L'idée d'une valorisation sur place trotte depuis longtemps dans la tête de l'entrepreneur. Ces déchets possèdent en effet « un gros pouvoir calorifique et énergétique, explique-t-il. Cela m'avait interpelé il y a quelques années. (…) Je savais que durant la Première Guerre mondiale, certains véhicules avaient des moteurs thermiques alimentés par des gazogènes au bois ».
« Pourquoi ne serait-on pas capable de faire ce qui se faisait il y a cent ans ? » s'interroge à l'époque Jean-Luc Jehl, dont l'entreprise gère une flotte de véhicules (engins, poids lourds, véhicules légers) consommant chaque année 600 000 litres de gazole et autant quasiment de gazole non routier (GNR)… Après recherches, « j'ai constaté qu'il n'était pas possible de trouver en Europe de motorisation alimentée par des gazogènes ».
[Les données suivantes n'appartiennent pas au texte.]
//! Settings an operator can change while the server runs.

mod service;
mod sqlite_store;
mod store;
mod types;

pub use service::SettingsService;
pub use sqlite_store::SqliteSettingsStore;
pub use store::{SettingsError, SettingsStore};
pub use types::{RuntimeSettings, SettingsPatch};
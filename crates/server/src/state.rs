use std::sync::Arc;

use social_recipes_core::{
    Config, ConfirmationGate, HistoryStore, JobStore, PipelineBody, ProgressPublisher,
    RecoveryReport, SanitizedConfig, Scheduler, SettingsService,
};

/// Shared application state
pub struct AppState {
    config: Config,
    scheduler: Arc<Scheduler>,
    history: Arc<dyn HistoryStore>,
    gate: Arc<ConfirmationGate>,
    pipeline: Arc<dyn PipelineBody>,
    settings: Arc<SettingsService>,
    recovery: RecoveryReport,
}

impl AppState {
    pub fn new(
        config: Config,
        scheduler: Arc<Scheduler>,
        history: Arc<dyn HistoryStore>,
        gate: Arc<ConfirmationGate>,
        pipeline: Arc<dyn PipelineBody>,
        settings: Arc<SettingsService>,
        recovery: RecoveryReport,
    ) -> Self {
        Self {
            config,
            scheduler,
            history,
            gate,
            pipeline,
            settings,
            recovery,
        }
    }

    pub fn sanitized_config(&self) -> SanitizedConfig {
        SanitizedConfig::from(&self.config)
    }

    pub fn scheduler(&self) -> &Arc<Scheduler> {
        &self.scheduler
    }

    pub fn publisher(&self) -> &Arc<ProgressPublisher> {
        self.scheduler.publisher()
    }

    pub fn job_store(&self) -> &Arc<dyn JobStore> {
        self.scheduler.publisher().jobs()
    }

    pub fn history(&self) -> &Arc<dyn HistoryStore> {
        &self.history
    }

    pub fn gate(&self) -> &Arc<ConfirmationGate> {
        &self.gate
    }

    /// The body every submitted job runs.
    pub fn pipeline(&self) -> Arc<dyn PipelineBody> {
        Arc::clone(&self.pipeline)
    }

    /// Runtime-editable settings.
    pub fn settings(&self) -> &Arc<SettingsService> {
        &self.settings
    }

    /// What the startup recovery sweep changed.
    pub fn recovery(&self) -> &RecoveryReport {
        &self.recovery
    }
}
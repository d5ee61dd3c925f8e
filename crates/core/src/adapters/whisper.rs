//! Transcriber backed by the openai-whisper command-line tool.

use std::ffi::OsString;
use std::path::{Path, PathBuf};

use async_trait::async_trait;

use super::process::run_tool;
use crate::collaborator::{CollaboratorError, Transcriber};
use crate::config::TranscriberConfig;

/// Runs `whisper` on the downloaded video and reads back its txt output.
pub struct WhisperTranscriber {
    config: TranscriberConfig,
}

impl WhisperTranscriber {
    pub fn new(config: TranscriberConfig) -> Self {
        Self { config }
    }

    fn output_dir(video: &Path) -> PathBuf {
        video
            .parent()
            .unwrap_or_else(|| Path::new("."))
            .join("transcripts")
    }

    fn args(&self, video: &Path, language: &str, output_dir: &Path) -> Vec<OsString> {
        let mut args: Vec<OsString> = vec![
            video.into(),
            "--model".into(),
            self.config.model.clone().into(),
            "--output_format".into(),
            "txt".into(),
            "--output_dir".into(),
            output_dir.into(),
            "--fp16".into(),
            "False".into(),
        ];
        if !language.is_empty() {
            args.push("--language".into());
            args.push(language.into());
        }
        args
    }
}

#[async_trait]
impl Transcriber for WhisperTranscriber {
    async fn transcribe(&self, path: &Path, language: &str) -> Result<String, CollaboratorError> {
        let output_dir = Self::output_dir(path);
        tokio::fs::create_dir_all(&output_dir)
            .await
            .map_err(|e| CollaboratorError::Transcription(format!("cannot create output dir: {}", e)))?;

        run_tool(
            &self.config.whisper_path,
            self.args(path, language, &output_dir),
            self.config.timeout_secs,
        )
        .await
        .map_err(CollaboratorError::Transcription)?;

        let stem = path
            .file_stem()
            .ok_or_else(|| CollaboratorError::Transcription(format!("not a file: {}", path.display())))?;
        let transcript_path = output_dir.join(format!("{}.txt", stem.to_string_lossy()));

        let text = tokio::fs::read_to_string(&transcript_path).await.map_err(|e| {
            CollaboratorError::Transcription(format!(
                "cannot read {}: {}",
                transcript_path.display(),
                e
            ))
        })?;
        Ok(text.trim().to_string())
    }
}
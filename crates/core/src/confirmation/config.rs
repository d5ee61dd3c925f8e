//! Confirmation gate configuration.

use std::time::Duration;

use serde::{Deserialize, Serialize};

/// Configuration for the confirm-before-upload handshake.
#[derive(Debug, Clone, Serialize, Deserialize)]
pub struct ConfirmationConfig {
    /// Park every pipeline at the upload step until a human approves it.
    #[serde(default)]
    pub enabled: bool,

    /// How long a pending upload waits for a decision (seconds).
    #[serde(default = "default_timeout_secs")]
    pub timeout_secs: u64,

    /// How often a waiting pipeline re-reads the shared store (milliseconds).
    /// Decisions made in another process are only seen through this poll.
    #[serde(default = "default_poll_interval_ms")]
    pub poll_interval_ms: u64,
}

fn default_timeout_secs() -> u64 {
    300 // 5 minutes
}

fn default_poll_interval_ms() -> u64 {
    1000
}

impl ConfirmationConfig {
    pub fn timeout(&self) -> Duration {
        Duration::from_secs(self.timeout_secs)
    }

    pub fn poll_interval(&self) -> Duration {
        Duration::from_millis(self.poll_interval_ms)
    }
}

impl Default for ConfirmationConfig {
    fn default() -> Self {
        Self {
            enabled: false,
            timeout_secs: default_timeout_secs(),
            poll_interval_ms: default_poll_interval_ms(),
        }
    }
}
//! Mock media collaborators: fetcher, transcriber, visual text and images.

use async_trait::async_trait;
use std::path::{Path, PathBuf};
use std::sync::Arc;
use std::time::Duration;
use tokio::sync::{watch, Notify, RwLock};

use crate::collaborator::{
    CollaboratorError, FetchedMedia, ImageCandidates, ImageExtractor, MediaFetcher, Transcriber,
    VisualTextExtractor,
};

/// Mock implementation of the MediaFetcher trait.
///
/// Without a configured result, each URL yields media whose id is derived
/// from the call count so separate jobs never share cache entries.
#[derive(Debug, Clone)]
pub struct MockFetcher {
    /// URLs fetched, in order.
    urls: Arc<RwLock<Vec<String>>>,
    /// Result returned for every fetch, if set.
    media: Arc<RwLock<Option<FetchedMedia>>>,
    /// If set, the next fetch will fail with this error.
    next_error: Arc<RwLock<Option<CollaboratorError>>>,
    /// Simulated fetch duration.
    delay: Arc<RwLock<Duration>>,
}

impl Default for MockFetcher {
    fn default() -> Self {
        Self::new()
    }
}

impl MockFetcher {
    pub fn new() -> Self {
        Self {
            urls: Arc::new(RwLock::new(Vec::new())),
            media: Arc::new(RwLock::new(None)),
            next_error: Arc::new(RwLock::new(None)),
            delay: Arc::new(RwLock::new(Duration::ZERO)),
        }
    }

    /// Return this media for every fetch.
    pub async fn set_media(&self, media: FetchedMedia) {
        *self.media.write().await = Some(media);
    }

    /// Configure the next fetch to fail with the given error.
    pub async fn set_next_error(&self, error: CollaboratorError) {
        *self.next_error.write().await = Some(error);
    }

    pub async fn set_delay(&self, delay: Duration) {
        *self.delay.write().await = delay;
    }

    /// URLs fetched so far.
    pub async fn fetched_urls(&self) -> Vec<String> {
        self.urls.read().await.clone()
    }
}

#[async_trait]
impl MediaFetcher for MockFetcher {
    async fn fetch(&self, url: &str) -> Result<FetchedMedia, CollaboratorError> {
        let call = {
            let mut urls = self.urls.write().await;
            urls.push(url.to_string());
            urls.len()
        };

        let delay = *self.delay.read().await;
        if !delay.is_zero() {
            tokio::time::sleep(delay).await;
        }

        if let Some(err) = self.next_error.write().await.take() {
            return Err(err);
        }

        if let Some(media) = self.media.read().await.as_ref() {
            return Ok(media.clone());
        }
        Ok(super::fixtures::fetched_media(&format!("mock_{}", call)))
    }
}

/// Mock implementation of the Transcriber trait.
///
/// Can be held so a job parks inside the transcription stage:
///
/// ```rust,ignore
/// transcriber.hold();
/// scheduler.submit_and_start(url, pipeline).await?;
/// transcriber.wait_started().await;
/// // job is now "transcribing"
/// transcriber.release();
/// ```
#[derive(Debug, Clone)]
pub struct MockTranscriber {
    transcript: Arc<RwLock<String>>,
    next_error: Arc<RwLock<Option<CollaboratorError>>>,
    /// Paths transcribed, in order.
    calls: Arc<RwLock<Vec<PathBuf>>>,
    /// Language hint of each call.
    languages: Arc<RwLock<Vec<String>>>,
    /// While `true`, transcription blocks.
    held: Arc<watch::Sender<bool>>,
    started: Arc<Notify>,
}

impl Default for MockTranscriber {
    fn default() -> Self {
        Self::new()
    }
}

impl MockTranscriber {
    pub fn new() -> Self {
        let (held, _) = watch::channel(false);
        Self {
            transcript: Arc::new(RwLock::new(
                "Today we make shakshuka. Fry onions, add tomatoes, crack the eggs.".to_string(),
            )),
            next_error: Arc::new(RwLock::new(None)),
            calls: Arc::new(RwLock::new(Vec::new())),
            languages: Arc::new(RwLock::new(Vec::new())),
            held: Arc::new(held),
            started: Arc::new(Notify::new()),
        }
    }

    pub async fn set_transcript(&self, transcript: impl Into<String>) {
        *self.transcript.write().await = transcript.into();
    }

    pub async fn set_next_error(&self, error: CollaboratorError) {
        *self.next_error.write().await = Some(error);
    }

    /// Block transcriptions until [`release`](Self::release).
    pub fn hold(&self) {
        self.held.send_replace(true);
    }

    /// Unblock held transcriptions.
    pub fn release(&self) {
        self.held.send_replace(false);
    }

    /// Wait until a transcription has started.
    pub async fn wait_started(&self) {
        self.started.notified().await;
    }

    pub async fn call_count(&self) -> usize {
        self.calls.read().await.len()
    }

    pub async fn languages(&self) -> Vec<String> {
        self.languages.read().await.clone()
    }
}

#[async_trait]
impl Transcriber for MockTranscriber {
    async fn transcribe(&self, path: &Path, language: &str) -> Result<String, CollaboratorError> {
        self.calls.write().await.push(path.to_path_buf());
        self.languages.write().await.push(language.to_string());
        self.started.notify_one();

        let mut held = self.held.subscribe();
        let _ = held.wait_for(|held| !*held).await;

        if let Some(err) = self.next_error.write().await.take() {
            return Err(err);
        }
        Ok(self.transcript.read().await.clone())
    }
}

/// Mock implementation of the VisualTextExtractor trait.
#[derive(Debug, Clone)]
pub struct MockVisualText {
    text: Arc<RwLock<String>>,
    next_error: Arc<RwLock<Option<CollaboratorError>>>,
}

impl Default for MockVisualText {
    fn default() -> Self {
        Self::new()
    }
}

impl MockVisualText {
    pub fn new() -> Self {
        Self {
            text: Arc::new(RwLock::new(String::new())),
            next_error: Arc::new(RwLock::new(None)),
        }
    }

    pub async fn set_text(&self, text: impl Into<String>) {
        *self.text.write().await = text.into();
    }

    pub async fn set_next_error(&self, error: CollaboratorError) {
        *self.next_error.write().await = Some(error);
    }
}

#[async_trait]
impl VisualTextExtractor for MockVisualText {
    async fn extract_text(&self, _path: &Path, _language: &str) -> Result<String, CollaboratorError> {
        if let Some(err) = self.next_error.write().await.take() {
            return Err(err);
        }
        Ok(self.text.read().await.clone())
    }
}

/// Mock implementation of the ImageExtractor trait.
#[derive(Debug, Clone)]
pub struct MockImageExtractor {
    candidates: Arc<RwLock<ImageCandidates>>,
    next_error: Arc<RwLock<Option<CollaboratorError>>>,
}

impl Default for MockImageExtractor {
    fn default() -> Self {
        Self::new()
    }
}

impl MockImageExtractor {
    /// Starts with no candidates.
    pub fn new() -> Self {
        Self {
            candidates: Arc::new(RwLock::new(ImageCandidates::empty())),
            next_error: Arc::new(RwLock::new(None)),
        }
    }

    pub async fn set_candidates(&self, candidates: ImageCandidates) {
        *self.candidates.write().await = candidates;
    }

    pub async fn set_next_error(&self, error: CollaboratorError) {
        *self.next_error.write().await = Some(error);
    }
}

#[async_trait]
impl ImageExtractor for MockImageExtractor {
    async fn extract_candidates(&self, _path: &Path) -> Result<ImageCandidates, CollaboratorError> {
        if let Some(err) = self.next_error.write().await.take() {
            return Err(err);
        }
        Ok(self.candidates.read().await.clone())
    }
}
Pour autant, sa quête ne se révèle pas totalement infructueuse. Jean-Luc Jehl croise en effet le chemin de SG Énergies (Gironde), société d'ingénierie avec laquelle il se met à plancher sur des solutions de valorisation des déchets de bois pour la mobilité, sous forme d'hydrogène notamment. L'idée est abandonnée au bout de quelques mois, car « les usages ne sont pas là, explicite Yannick Ferrière, président de SG Énergies. Ils ne sont pas prêts, ils sont chers ». Avant d'être totalement écartée, la piste de la production d'hydrogène est explorée pour un industriel voisin. « Il en consomme 300 t/an, ça correspond assez bien au gisement », note Yannick Ferrière. Cette option ne permet toutefois pas d'assurer de manière certaine la vente (et le prix de vente) de la molécule sur quinze à vingt ans. Trop risqué, estiment les deux entreprises, qui délaissent également l'idée de la production de carburants de synthèse, pour des questions de rendement énergétique.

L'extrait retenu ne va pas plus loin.